Eso me sucedió el día del concierto de Robi Draco Rosa, Rubén Blades y Juan Luis Guerra. Empezaron su concierto con ese tema, hermosamente arreglado para incorporar las tres voces. Desde el punto de vista estético, incluso del ético, quedó perfecta. No sé cuantos éramos. Quizá más de cinco mil almas, como dijo Víctor Jara en su último poema antes que lo asesinaran en el Estadio Chile, y me atrevo a jurar que el único huérfano en esa multitud era yo.

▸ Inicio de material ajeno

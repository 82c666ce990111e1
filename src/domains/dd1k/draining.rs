//! λ < μ: an initial cohort of M customers drains while new customers arrive.
//!
//! ```text
//! t_i      = min { t ∈ ℕ⁺ : M + ⌊λt⌋ − ⌊μt⌋ ≤ 0 }
//! n(t)     = M + ⌊λt⌋ − ⌊μt⌋            t < t_i
//!          = 0                          t ≥ t_i
//! Wq(n)    = (M − 1 + n)/μ − n/λ        n < ⌊λ·t_i⌋
//!          = 0                          otherwise
//! ```

use serde::Serialize;

use super::{
    check_customer, check_time, iteration_cap, product, to_count, CustomerWait, Dd1kBase,
    DeterministicQueue, Rates, Regime, WaitingTime,
};
use crate::config::Dd1kConfig;
use crate::domains::fraction::Fraction;
use crate::error::{QueueError, QueueResult};

/// Draining regime (λ < μ).
#[derive(Debug, Clone, PartialEq, Serialize)]
pub struct DrainingQueue {
    /// Shared fields.
    #[serde(flatten)]
    pub base: Dd1kBase,
    /// M.
    pub initial_customers: u64,
    /// Average wait of the initial cohort, (M−1)/(2μ).
    pub average_initial_wait: f64,
    /// Departure of the last initial customer, M/μ.
    pub last_initial_departure: Fraction,
}

impl DrainingQueue {
    pub(crate) fn new(
        arrival_rate: f64,
        service_rate: f64,
        capacity: u64,
        rates: Rates,
        initial_customers: u64,
        config: &Dd1kConfig,
    ) -> QueueResult<Self> {
        let transient_time = find_transient_time(&rates, initial_customers, config.max_transient_steps)?;
        let base = Dd1kBase::new(
            arrival_rate,
            service_rate,
            capacity,
            rates,
            Regime::Draining,
            transient_time,
            config,
        )?;
        let m = i128::from(initial_customers);
        let last_initial_departure = Fraction::from_i128(
            product("dd1k.M/μ", &[m, rates.d])?,
            rates.c,
        )?;
        let average_initial_wait = (initial_customers as f64 - 1.0) / (2.0 * rates.mu.to_f64());

        Ok(Self {
            base,
            initial_customers,
            average_initial_wait,
            last_initial_departure,
        })
    }

    /// Initial-cohort customers still in the system at `t`.
    ///
    /// # Errors
    ///
    /// Returns `InvalidInput` for negative `t` or `ArithmeticOverflow`.
    pub fn initial_remaining(&self, t: Fraction) -> QueueResult<u64> {
        check_time(t)?;
        if t >= self.last_initial_departure {
            return Ok(0);
        }
        let served = self.base.rates().services_by(t)?;
        to_count(i128::from(self.initial_customers) - served, "dd1k.initial_remaining")
    }

    /// Customers in the system at `t` that were not part of the initial cohort.
    ///
    /// # Errors
    ///
    /// Returns `InvalidInput` for negative `t` or `ArithmeticOverflow`.
    pub fn new_customers(&self, t: Fraction) -> QueueResult<u64> {
        Ok(self
            .number_in_system(t)?
            .saturating_sub(self.initial_remaining(t)?))
    }

    pub(crate) fn customer_graph(&self) -> QueueResult<Vec<CustomerWait>> {
        let mut graph = Vec::new();
        for customer in 1.. {
            let waiting_time = self.waiting_time(customer)?;
            graph.push(CustomerWait {
                customer,
                waiting_time,
            });
            if waiting_time.is_zero() {
                break;
            }
        }
        Ok(graph)
    }
}

impl DeterministicQueue for DrainingQueue {
    fn base(&self) -> &Dd1kBase {
        &self.base
    }

    fn number_in_system(&self, t: Fraction) -> QueueResult<u64> {
        check_time(t)?;
        if t >= self.base.transient_time {
            return Ok(0);
        }
        let rates = self.base.rates();
        to_count(
            i128::from(self.initial_customers) + rates.arrivals_by(t)? - rates.services_by(t)?,
            "dd1k.n(t)",
        )
    }

    fn waiting_time(&self, customer: u64) -> QueueResult<WaitingTime> {
        check_customer(customer)?;
        let n = i128::from(customer);
        if n >= i128::from(self.base.lambda_ti_floored) {
            return Ok(WaitingTime::Exact { value: 0.0 });
        }
        let rates = self.base.rates();
        let ahead = i128::from(self.initial_customers) - 1 + n;
        let numerator = product("dd1k.Wq", &[ahead, rates.d, rates.a])?
            - product("dd1k.Wq", &[n, rates.b, rates.c])?;
        let denominator = product("dd1k.Wq", &[rates.c, rates.a])?;
        Ok(WaitingTime::Exact {
            value: (numerator.max(0) as f64) / denominator as f64,
        })
    }

    fn can_customer_enter(&self, t: Fraction) -> QueueResult<bool> {
        if t >= self.base.transient_time {
            return Ok(true);
        }
        Ok(self.new_customers(t)? < self.base.capacity)
    }
}

fn find_transient_time(rates: &Rates, initial_customers: u64, max_steps: u64) -> QueueResult<Fraction> {
    let m = i128::from(initial_customers);
    for step in 1..=max_steps {
        let t = Fraction::from_integer(
            i64::try_from(step).map_err(|_| QueueError::overflow("dd1k.t_i"))?,
        );
        if m + rates.arrivals_by(t)? - rates.services_by(t)? <= 0 {
            return Ok(t);
        }
    }
    Err(QueueError::no_convergence(
        "transient time search (λ < μ)",
        iteration_cap(max_steps),
    ))
}

#[cfg(test)]
mod tests {
    use super::*;
    use crate::domains::dd1k::{build_dd1k, Dd1kCharacteristics};

    fn frac(n: i64, d: i64) -> Fraction {
        Fraction::new(n, d).expect("valid fraction")
    }

    fn draining(lambda: f64, mu: f64, capacity: u64, m: u64) -> DrainingQueue {
        match build_dd1k(lambda, mu, capacity, Some(m)).expect("build") {
            Dd1kCharacteristics::Draining(queue) => queue,
            other => panic!("expected draining regime, got {}", other.regime()),
        }
    }

    #[test]
    fn test_transient_time_is_smallest_integer() {
        let queue = draining(1.0, 2.0, 10, 5);
        assert_eq!(queue.transient_time(), Fraction::from_integer(5));
        for t in 1..5 {
            assert!(5 + t - 2 * t > 0, "t = {t} already drained");
        }
    }

    #[test]
    fn test_number_in_system() {
        let queue = draining(1.0, 2.0, 10, 5);
        assert_eq!(queue.number_in_system(Fraction::ZERO).expect("n"), 5);
        assert_eq!(queue.number_in_system(frac(1, 1)).expect("n"), 4);
        assert_eq!(queue.number_in_system(frac(5, 2)).expect("n"), 2);
        assert_eq!(queue.number_in_system(frac(5, 1)).expect("n"), 0);
        assert_eq!(queue.number_in_system(frac(47, 3)).expect("n"), 0);
        assert!(queue.number_in_system(frac(-1, 2)).is_err());
    }

    #[test]
    fn test_waiting_times() {
        let queue = draining(1.0, 2.0, 10, 5);
        let expected = [1.5, 1.0, 0.5, 0.0, 0.0];
        for (i, want) in expected.iter().enumerate() {
            let got = queue.waiting_time(i as u64 + 1).expect("wq").upper();
            assert!((got - want).abs() < 1e-12, "Wq({}) = {got}", i + 1);
        }
        assert!(queue.waiting_time(0).is_err());
    }

    #[test]
    fn test_customer_graph_stops_at_first_zero() {
        let queue = draining(1.0, 2.0, 10, 5);
        let graph = &queue.base.customer_graph;
        assert_eq!(graph.len(), 4);
        assert_eq!(graph[0].customer, 1);
        assert!(graph.last().is_some_and(|point| point.waiting_time.is_zero()));
    }

    #[test]
    fn test_initial_cohort() {
        let queue = draining(1.0, 2.0, 10, 5);
        assert!((queue.average_initial_wait - 1.0).abs() < 1e-12);
        assert_eq!(queue.last_initial_departure, frac(5, 2));
        assert_eq!(queue.initial_remaining(Fraction::ZERO).expect("rem"), 5);
        assert_eq!(queue.initial_remaining(frac(1, 1)).expect("rem"), 3);
        assert_eq!(queue.initial_remaining(frac(5, 2)).expect("rem"), 0);
        assert_eq!(queue.new_customers(frac(1, 1)).expect("new"), 1);
        assert_eq!(queue.new_customers(frac(2, 1)).expect("new"), 2);
    }

    #[test]
    fn test_blocking_with_small_capacity() {
        let queue = draining(1.0, 2.0, 2, 5);
        assert!(queue.can_customer_enter(frac(1, 1)).expect("enter"));
        assert!(!queue.can_customer_enter(frac(2, 1)).expect("enter"));
        assert!(!queue.can_customer_enter(frac(3, 1)).expect("enter"));
        assert!(queue.can_customer_enter(frac(4, 1)).expect("enter"));
        assert!(queue.can_customer_enter(frac(5, 1)).expect("enter"));
        assert!(queue.can_customer_enter(frac(100, 1)).expect("enter"));
    }

    #[test]
    fn test_fractional_rates() {
        // λ = 1/3, μ = 1/2, M = 3: 3 + ⌊t/3⌋ − ⌊t/2⌋ ≤ 0 first at t = 14.
        let queue = draining(1.0 / 3.0, 0.5, 4, 3);
        assert_eq!(queue.base.arrival_rate_fraction, frac(1, 3));
        assert_eq!(queue.transient_time(), Fraction::from_integer(14));
        assert_eq!(queue.base.lambda_ti_floored, 4);
        assert_eq!(queue.base.mu_ti_floored, 7);
    }
}
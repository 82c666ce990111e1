//! Error types for queuecalc.
//!
//! Every computation returns `Result<T, QueueError>` instead of panicking.
//! A computation either fully succeeds or fully fails; no partial results
//! are ever handed back to the caller.

use thiserror::Error;

/// Result type alias for queuecalc operations.
pub type QueueResult<T> = Result<T, QueueError>;

/// Unified error type for all queuecalc operations.
///
/// # Design
///
/// Errors are:
/// 1. Immediately detectable (type-safe)
/// 2. Self-documenting (descriptive variants)
/// 3. Displayable as-is to an end user (`"M: must be a positive integer"`)
#[derive(Debug, Error)]
pub enum QueueError {
    // ===== Input Errors =====
    /// A model parameter is non-numeric, non-positive, or otherwise malformed.
    #[error("{parameter}: {message}")]
    InvalidInput {
        /// Short parameter name as shown to users (`λ`, `μ`, `c`, `K`, `M`).
        parameter: String,
        /// What is wrong with it.
        message: String,
    },

    /// The D/D/1/K regime is not supported (λ = μ).
    #[error("Unsupported regime: {description}")]
    UnsupportedRegime {
        /// Human-readable description of the rejected configuration.
        description: String,
    },

    // ===== Search Errors =====
    /// A bounded search or expansion hit its iteration cap.
    #[error("Could not converge: {operation} exceeded {iterations} iterations")]
    NoConvergence {
        /// The search that failed.
        operation: String,
        /// Iteration cap that was reached.
        iterations: usize,
    },

    /// Exact integer bookkeeping no longer fits in machine integers.
    #[error("Arithmetic overflow in {location}")]
    ArithmeticOverflow {
        /// Where the overflow happened.
        location: String,
    },

    // ===== Jidoka Violations =====
    /// Numerical instability detected (NaN or Inf).
    #[error("Jidoka: non-finite value detected at {location}")]
    NonFiniteValue {
        /// Location where the non-finite value was detected.
        location: String,
    },

    /// Constraint violation detected.
    #[error("Jidoka: constraint '{name}' violated by {violation:.6e} (tolerance: {tolerance:.6e})")]
    ConstraintViolation {
        /// Name of the violated constraint.
        name: String,
        /// Amount of violation.
        violation: f64,
        /// Configured tolerance.
        tolerance: f64,
    },

    // ===== Configuration Errors =====
    /// Invalid configuration parameter.
    #[error("Configuration error: {message}")]
    Config {
        /// Description of the configuration error.
        message: String,
    },

    /// YAML parsing error.
    #[error("YAML parsing error: {0}")]
    YamlParse(#[from] serde_yaml::Error),

    /// Validation error.
    #[error("Validation error: {0}")]
    Validation(#[from] validator::ValidationErrors),

    // ===== I/O Errors =====
    /// File I/O error.
    #[error("I/O error: {0}")]
    Io(#[from] std::io::Error),

    /// Serialization error.
    #[error("Serialization error: {0}")]
    Serialization(String),
}

impl QueueError {
    /// Create an invalid-input error for a named parameter.
    #[must_use]
    pub fn invalid_input(parameter: impl Into<String>, message: impl Into<String>) -> Self {
        Self::InvalidInput {
            parameter: parameter.into(),
            message: message.into(),
        }
    }

    /// Create a configuration error with a message.
    #[must_use]
    pub fn config(message: impl Into<String>) -> Self {
        Self::Config {
            message: message.into(),
        }
    }

    /// Create a non-convergence error.
    #[must_use]
    pub fn no_convergence(operation: impl Into<String>, iterations: usize) -> Self {
        Self::NoConvergence {
            operation: operation.into(),
            iterations,
        }
    }

    /// Create an arithmetic overflow error.
    #[must_use]
    pub fn overflow(location: impl Into<String>) -> Self {
        Self::ArithmeticOverflow {
            location: location.into(),
        }
    }

    /// Create a serialization error.
    #[must_use]
    pub fn serialization(message: impl Into<String>) -> Self {
        Self::Serialization(message.into())
    }

    /// Check if this error was caused by the caller's inputs rather than
    /// by the computation itself.
    #[must_use]
    pub const fn is_input_error(&self) -> bool {
        matches!(
            self,
            Self::InvalidInput { .. } | Self::UnsupportedRegime { .. }
        )
    }

    /// Check if this error is a Jidoka violation (requires immediate stop).
    #[must_use]
    pub const fn is_jidoka_violation(&self) -> bool {
        matches!(
            self,
            Self::NonFiniteValue { .. } | Self::ConstraintViolation { .. }
        )
    }
}

impl From<serde_json::Error> for QueueError {
    fn from(err: serde_json::Error) -> Self {
        Self::Serialization(err.to_string())
    }
}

Es injusto, pero nadie, allí, tenía la culpa porque nadie sabía de mi orfandad. Además me gustó la sensación de soledad, dolor, pena y escalofrío que recorrió mi cuerpo cuando los escuché. Lo que pasa es que a diferencia de todos los demás, yo no tenía un referente porque los pocos trazos que me quedan de mi país ya se han vuelto hilachas y solo son recuerdos que de vez en cuando corren a mi memoria. Esta orfandad no es un sentimiento espontáneo ni las consecuencias, lógicas dirían algunos, de tanto tiempo que he pasado lejos del lugar que nací. Robi, entiendo nació en Nueva York y nadie se atrevería a decirle que no es Boricua. Hay culpables, sin duda que hay culpables de las sensaciones que castigaron, de nuevo, mi cuerpo y mi inteligencia. Culpables que nunca han pagado, más aún, fueron gratificados hasta materialmente, por hacer eso. Lo complicado de este asunto es que usualmente cuando pierdes un país; si no te han matado, ganas otro por opción y luego por adopción y yo tengo la mía, que no le quepa duda a nadie.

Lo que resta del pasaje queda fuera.